** What you will do **
Copy word for word, please, the lines of the entries below running from the one containing "assert_valid(&ms, Bounds::LONG_ONLY);" to the one containing "let cov = diag(&[0.04, 0.04, 0.04]);", both ends included.

** Information shown **
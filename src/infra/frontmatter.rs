//! Locating and parsing the YAML frontmatter block of a note.
//!
//! Two views of "where the block is" coexist on purpose:
//! - [`extract_block`] is strict and is what field validation runs on.
//! - [`body_start_line`] is a permissive line scan used for body checks. It
//!   accepts any later `---` line as the end of the block, and falls back to
//!   treating the whole document as body when none exists.

use std::sync::LazyLock;

use regex::Regex;
use serde_yaml::{Mapping, Value};
use thiserror::Error;

/// Delimiter line that opens and closes the frontmatter block.
pub const DELIMITER: &str = "---";

/// Anchored at the document start; the closing delimiter must end its line.
static BLOCK_RE: LazyLock<Regex> = LazyLock::new(|| {
    Regex::new(r"(?ms)\A---\s*\n(.*?)\n---\s*$").expect("frontmatter pattern is valid")
});

/// Failures that leave no field data to check.
#[derive(Debug, Error)]
pub enum ParseError {
    #[error("No frontmatter found. Notes must start with --- frontmatter ---")]
    Missing,

    #[error("Invalid YAML syntax: {0}")]
    InvalidYaml(#[from] serde_yaml::Error),

    #[error("Empty frontmatter")]
    Empty,
}

/// Returns the text between the opening and closing delimiters.
///
/// # Format
/// ```text
/// ---
/// date: 2024-01-15
/// status: capture
/// ---
/// Body content here...
/// ```
pub fn extract_block(content: &str) -> Option<&str> {
    BLOCK_RE
        .captures(content)
        .and_then(|caps| caps.get(1))
        .map(|m| m.as_str())
}

/// Parses a frontmatter block into its top-level mapping.
///
/// # Errors
///
/// - `InvalidYaml` if the block is not well-formed YAML
/// - `Empty` if it parses to an empty or falsy value (null, `false`, `0`,
///   `""`, `[]`, `{}`)
///
/// Any other non-mapping value (a bare scalar or a list) has no fields and
/// yields an empty mapping, so every required field is reported missing.
pub fn parse_block(block: &str) -> Result<Mapping, ParseError> {
    let value: Value = if block.trim().is_empty() {
        Value::Null
    } else {
        serde_yaml::from_str(block)?
    };

    if is_falsy(&value) {
        return Err(ParseError::Empty);
    }

    match value {
        Value::Mapping(mapping) => Ok(mapping),
        _ => Ok(Mapping::new()),
    }
}

/// Locates and parses the frontmatter of a whole document.
///
/// # Errors
///
/// Returns `ParseError::Missing` if no delimited block starts the document,
/// otherwise any error from [`parse_block`].
pub fn parse(content: &str) -> Result<Mapping, ParseError> {
    let block = extract_block(content).ok_or(ParseError::Missing)?;
    parse_block(block)
}

/// Index of the first body line.
///
/// The block ends at the first line after the opening one whose trimmed text
/// is exactly the delimiter. Returns 0 when there is no such line, so the
/// whole document counts as body.
pub fn body_start_line(lines: &[&str]) -> usize {
    lines
        .iter()
        .enumerate()
        .skip(1)
        .find(|(_, line)| line.trim() == DELIMITER)
        .map_or(0, |(i, _)| i + 1)
}

/// Splits a document on `\n` and returns the lines that make up the body.
pub fn body_lines(content: &str) -> Vec<&str> {
    let lines: Vec<&str> = content.split('\n').collect();
    let start = body_start_line(&lines);
    lines[start..].to_vec()
}

fn is_falsy(value: &Value) -> bool {
    match value {
        Value::Null => true,
        Value::Bool(b) => !b,
        Value::Number(n) => n.as_f64() == Some(0.0),
        Value::String(s) => s.is_empty(),
        Value::Sequence(seq) => seq.is_empty(),
        Value::Mapping(map) => map.is_empty(),
        Value::Tagged(_) => false,
    }
}
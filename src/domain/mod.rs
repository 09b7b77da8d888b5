//! Core types and validation rules for notes: Status, NoteType, tags, wikilinks, reports

mod note_type;
mod report;
mod status;
mod tag;
mod title;
mod validate;
mod wikilink;

pub use note_type::{NoteType, ParseNoteTypeError};
pub use report::{
    Field, FrontmatterError, FrontmatterReport, StructureWarning, ValidationReport, Verdict,
};
pub use status::{ParseStatusError, Status};
pub use tag::{ParseTagError, check_tag};
pub use title::{FilenameChar, MAX_TITLE_CHARS, title_length};
pub use validate::{validate_content_structure, validate_document, validate_frontmatter};
pub use wikilink::{ParseWikilinkError, check_wikilink, find_wikilinks};
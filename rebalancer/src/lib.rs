//! allocbook-rebalancer: lot-constrained rebalancing on top of allocbook.
//!
//! Reads current holdings, a target allocation (hand-written or produced by
//! the optimizer) and latest prices, then computes the board-lot trades that
//! move the portfolio toward the target, with a cash reconciliation and a
//! JSONL audit trail.
//!
//! ```
//! use allocbook::Symbol;
//! use allocbook_rebalancer::holding::Holding;
//! use allocbook_rebalancer::plan::{rebalance, CashStatus, PriceMap, RebalanceParams};
//! use allocbook_rebalancer::target::TargetAllocation;
//!
//! let (aaa, bbb) = (Symbol::new("AAA"), Symbol::new("BBB"));
//! let holdings = vec![Holding::new(aaa, 100, 10.0).unwrap()];
//! let target = TargetAllocation::new([(aaa, 0.5), (bbb, 0.5)]);
//! let prices: PriceMap = [(aaa, 12.0), (bbb, 20.0)].into_iter().collect();
//!
//! let plan = rebalance(&holdings, &target, &prices, &RebalanceParams::default()).unwrap();
//! assert_eq!(plan.row(&aaa).unwrap().delta_shares, -100);
//! assert_eq!(plan.row(&bbb).unwrap().delta_shares, 0);
//! assert_eq!(plan.cash_status(), CashStatus::SurplusCash(1200.0));
//! ```

pub mod audit;
pub mod config;
pub mod error;
pub mod holding;
pub mod input;
pub mod plan;
pub mod target;
#[cfg(test)]
mod tests {
    use super::*;

    fn diag(values: &[f64]) -> Vec<Vec<f64>> {
        let n = values.len();
        (0..n)
            .map(|i| (0..n).map(|j| if i == j { values[i] } else { 0.0 }).collect())
            .collect()
    }

    fn correlated() -> (Vec<f64>, Vec<Vec<f64>>) {
        let mu = vec![0.08, 0.12, 0.05, 0.15];
        let cov = vec![
            vec![0.040, 0.006, 0.002, 0.010],
            vec![0.006, 0.090, 0.004, 0.020],
            vec![0.002, 0.004, 0.020, 0.003],
            vec![0.010, 0.020, 0.003, 0.160],
        ];
        (mu, cov)
    }

    fn assert_valid(w: &[f64], bounds: Bounds) {
        let s: f64 = w.iter().sum();
        assert!((s - 1.0).abs() < 1e-9, "sum={s}");
        for x in w {
            assert!(*x >= bounds.lower - 1e-9 && *x <= bounds.upper + 1e-9, "w={x}");
        }
    }

    fn assert_close(got: &[f64], expected: &[f64], atol: f64) {
        assert_eq!(got.len(), expected.len());
        for (g, e) in got.iter().zip(expected) {
            assert!((g - e).abs() <= atol, "got={got:?} expected={expected:?}");
        }
    }

    #[test]
    fn projection_of_feasible_point_is_identity() {
        let w = project_bounded_simplex(&[0.2, 0.3, 0.5], Bounds::LONG_ONLY).unwrap();
        assert_close(&w, &[0.2, 0.3, 0.5], 1e-12);
    }

    #[test]
    fn projection_matches_simplex_formula() {
        // Sort-based simplex projection of (0.9, 0.6, -0.5): θ = 0.25.
        let w = project_bounded_simplex(&[0.9, 0.6, -0.5], Bounds::LONG_ONLY).unwrap();
        assert_close(&w, &[0.65, 0.35, 0.0], 1e-12);
    }

    #[test]
    fn projection_respects_floor() {
        let bounds = Bounds::with_floor(0.1);
        let w = project_bounded_simplex(&[5.0, 0.0, -3.0, 0.0], bounds).unwrap();
        assert_valid(&w, bounds);
        assert_close(&w, &[0.7, 0.1, 0.1, 0.1], 1e-12);
    }

    #[test]
    fn infeasible_bounds_rejected() {
        let bounds = Bounds::with_floor(0.1);
        let err = project_bounded_simplex(&[0.0; 11], bounds).unwrap_err();
        assert!(matches!(err, SolverFailure::InfeasibleBounds { assets: 11, .. }));
        assert!(Bounds::with_floor(0.1).is_feasible(10));
    }

    #[test]
    fn min_variance_uncorrelated_is_inverse_variance() {
        let cov = diag(&[0.04, 0.09]);
        let w = min_variance(&cov, Bounds::LONG_ONLY, &SolverOptions::default()).unwrap();
        let inv = [1.0 / 0.04, 1.0 / 0.09];
        let s = inv[0] + inv[1];
        assert_close(&w, &[inv[0] / s, inv[1] / s], 1e-7);
    }

    #[test]
    fn min_variance_correlated_beats_equal_weight() {
        let (_, cov) = correlated();
        let w = min_variance(&cov, Bounds::LONG_ONLY, &SolverOptions::default()).unwrap();
        assert_valid(&w, Bounds::LONG_ONLY);
        assert!(quadratic_form(&cov, &w) <= quadratic_form(&cov, &equal_weights(4)));
    }

    #[test]
    fn max_sharpe_uncorrelated_is_proportional() {
        // w ∝ Σ⁻¹μ = (2.5, 1.6667) → (0.6, 0.4)
        let cov = diag(&[0.04, 0.09]);
        let w = max_sharpe(&[0.10, 0.15], &cov, Bounds::LONG_ONLY, 0.0, &SolverOptions::default())
            .unwrap();
        assert_close(&w, &[0.6, 0.4], 1e-5);
    }

    #[test]
    fn max_sharpe_beats_min_variance_ratio() {
        let (mu, cov) = correlated();
        let opts = SolverOptions::default();
        let ms = max_sharpe(&mu, &cov, Bounds::LONG_ONLY, 0.0, &opts).unwrap();
        let mv = min_variance(&cov, Bounds::LONG_ONLY, &opts).unwrap();
        let ratio = |w: &[f64]| dot(&mu, w) / quadratic_form(&cov, w).sqrt();
        assert_valid(&ms, Bounds::LONG_ONLY);
        assert!(ratio(&ms) >= ratio(&mv) - 1e-9);
    }

    #[test]
    fn max_sharpe_respects_floor() {
        let bounds = Bounds::with_floor(0.1);
        let cov = diag(&[0.04, 0.04, 0.04]);
        let w = max_sharpe(&[0.30, 0.01, 0.01], &cov, bounds, 0.0, &SolverOptions::default())
            .unwrap();
        assert_valid(&w, bounds);
        assert!(w[0] > w[1]);
    }

    #[test]
    fn max_sharpe_needs_positive_excess() {
        let cov = diag(&[0.04, 0.09]);
        let err = max_sharpe(
            &[-0.05, -0.01],
            &cov,
            Bounds::LONG_ONLY,
            0.0,
            &SolverOptions::default(),
        )
        .unwrap_err();
        assert_eq!(err, SolverFailure::NoPositiveExcessReturn);
    }

    #[test]
    fn return_range_with_floor() {
        let (lo, hi) = return_range(&[0.10, 0.20, 0.30], Bounds::with_floor(0.1));
        // high: 0.1 / 0.1 / 0.8 ; low: 0.8 / 0.1 / 0.1
        assert!((hi - (0.01 + 0.02 + 0.24)).abs() < 1e-12);
        assert!((lo - (0.08 + 0.02 + 0.03)).abs() < 1e-12);
    }

    #[test]
    fn target_return_is_met() {
        let (mu, cov) = correlated();
        let w = min_variance_for_return(&mu, &cov, Bounds::LONG_ONLY, 0.11, &SolverOptions::default())
            .unwrap();
        assert_valid(&w, Bounds::LONG_ONLY);
        assert!((dot(&mu, &w) - 0.11).abs() < 1e-6);
    }

    #[test]
    fn target_return_out_of_range() {
        let (mu, cov) = correlated();
        let err = min_variance_for_return(&mu, &cov, Bounds::LONG_ONLY, 0.50, &SolverOptions::default())
            .unwrap_err();
        assert!(matches!(err, SolverFailure::TargetReturnOutOfRange { .. }));
    }

    #[test]
    fn volatility_ceiling_binds() {
        let (mu, cov) = correlated();
        let opts = SolverOptions::default();
        let ceiling = 0.20;
        let w = max_return_for_volatility(&mu, &cov, Bounds::LONG_ONLY, ceiling, &opts).unwrap();
        assert_valid(&w, Bounds::LONG_ONLY);
        let vol = quadratic_form(&cov, &w).sqrt();
        assert!(vol <= ceiling + 1e-9, "vol={vol}");
        assert!(vol > ceiling - 1e-3, "ceiling should bind, vol={vol}");
    }

    #[test]
    fn loose_volatility_ceiling_returns_max_return_vertex() {
        let (mu, cov) = correlated();
        let w =
            max_return_for_volatility(&mu, &cov, Bounds::LONG_ONLY, 10.0, &SolverOptions::default())
                .unwrap();
        assert_close(&w, &[0.0, 0.0, 0.0, 1.0], 0.0);
    }

    #[test]
    fn volatility_ceiling_below_minimum() {
        let (mu, cov) = correlated();
        let err =
            max_return_for_volatility(&mu, &cov, Bounds::LONG_ONLY, 0.01, &SolverOptions::default())
                .unwrap_err();
        assert!(matches!(err, SolverFailure::VolatilityBelowMinimum { .. }));
    }

    #[test]
    fn iteration_cap_reports_not_converged() {
        let (_, cov) = correlated();
        let opts = SolverOptions {
            max_iterations: 1,
            tolerance: 0.0,
        };
        let err = min_variance(&cov, Bounds::LONG_ONLY, &opts).unwrap_err();
        assert_eq!(err, SolverFailure::NotConverged { iterations: 1 });
    }

    #[test]
    fn normalize_handles_degenerate_input() {
        assert_eq!(normalize_long_only(vec![0.0, -1.0]), vec![0.5, 0.5]);
        assert_eq!(normalize_long_only(vec![2.0, f64::NAN, 2.0]), vec![0.5, 0.0, 0.5]);
        assert!(normalize_long_only(Vec::new()).is_empty());
    }
}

** Answer box **
        assert_valid(&ms, Bounds::LONG_ONLY);
        assert!(ratio(&ms) >= ratio(&mv) - 1e-9);
    }

    #[test]
    fn max_sharpe_respects_floor() {
        let bounds = Bounds::with_floor(0.1);
        let cov = diag(&[0.04, 0.04, 0.04]);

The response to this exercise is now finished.